Count the lines that contain the string "letrec" in the records beneath, and respond with the number only.

→ **SUPPLIED INFORMATION**
▼

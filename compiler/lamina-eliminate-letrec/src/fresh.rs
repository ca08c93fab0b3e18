//! Fresh names for the cells that recursive bindings are stored in.
use lamina_ir::Identifier;

/// The names that are introduced for one binder of a `letrec` group.
#[derive(Debug, Clone, Copy, PartialEq, Eq)]
pub struct CellNames {
    /// The binder itself.
    pub binder: Identifier,

    /// The cell that holds the value of the binder.
    pub cell: Identifier,

    /// The binder of the store that initialises the cell.
    pub store: Identifier,
}

/// Creates [CellNames] for a single elimination pass.
///
/// The names are synthetic identifiers, which never compare equal to any
/// identifier that was written in a source. Every binder gets its own index,
/// so that the labels stay distinct when printed.
#[derive(Debug, Default)]
pub struct NameGenerator {
    next_index: usize,
}

impl NameGenerator {
    pub fn new() -> Self {
        Self::default()
    }

    pub fn cell_names(&mut self, binder: Identifier) -> CellNames {
        let index = self.next_index;
        self.next_index += 1;

        CellNames {
            binder,
            cell: Identifier::synthetic(format!("{binder}.cell{index}")),
            store: Identifier::synthetic(format!("{binder}.store{index}")),
        }
    }

    /// The number of binders that names have been created for.
    pub fn count(&self) -> usize {
        self.next_index
    }
}
//! Lamina compiler logging utilities. This defines a simple logger with a
//! style which should be used across the compiler to log and print messages.

use once_cell::sync::OnceCell;

use crate::{
    highlight::{Colour, Modifier, highlight},
    log::{Level, Log, Metadata, Record},
    stream::CompilerOutputStream,
    stream_writeln,
};

/// The compiler logger that is used by the compiler for `log!` statements.
///
/// Records at [Level::Error] go to the error stream, everything else goes
/// to the output stream. Until the streams are set, records are dropped.
#[derive(Default)]
pub struct CompilerLogger {
    /// The output stream that the logger will write to.
    pub output_stream: OnceCell<CompilerOutputStream>,

    /// The error stream that the logger will write to.
    pub error_stream: OnceCell<CompilerOutputStream>,
}

impl CompilerLogger {
    /// Create a new compiler logger.
    pub const fn new() -> Self {
        Self { output_stream: OnceCell::new(), error_stream: OnceCell::new() }
    }

    /// Attach the streams that the logger writes to. Subsequent calls
    /// are ignored.
    pub fn set_streams(&self, output: CompilerOutputStream, error: CompilerOutputStream) {
        let _ = self.output_stream.set(output);
        let _ = self.error_stream.set(error);
    }
}

impl Log for CompilerLogger {
    fn enabled(&self, metadata: &Metadata) -> bool {
        metadata.level() <= log::max_level()
    }

    fn log(&self, record: &Record) {
        if !self.enabled(record.metadata()) {
            return;
        }

        let level_prefix = match record.level() {
            Level::Error => highlight(Colour::Red | Modifier::Bold, "error"),
            Level::Warn => highlight(Colour::Yellow | Modifier::Bold, "warn"),
            Level::Info => highlight(Colour::Blue | Modifier::Bold, "info"),
            Level::Debug => highlight(Colour::Blue | Modifier::Bold, "debug"),
            Level::Trace => highlight(Colour::Magenta | Modifier::Bold, "trace"),
        };

        let stream = if record.level() == Level::Error {
            self.error_stream.get()
        } else {
            self.output_stream.get()
        };

        if let Some(stream) = stream {
            let mut out = stream.clone();
            stream_writeln!(out, "{level_prefix}: {}", record.args());
        }
    }

    fn flush(&self) {}
}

▲

→ **EXERCISE SOLUTION**
2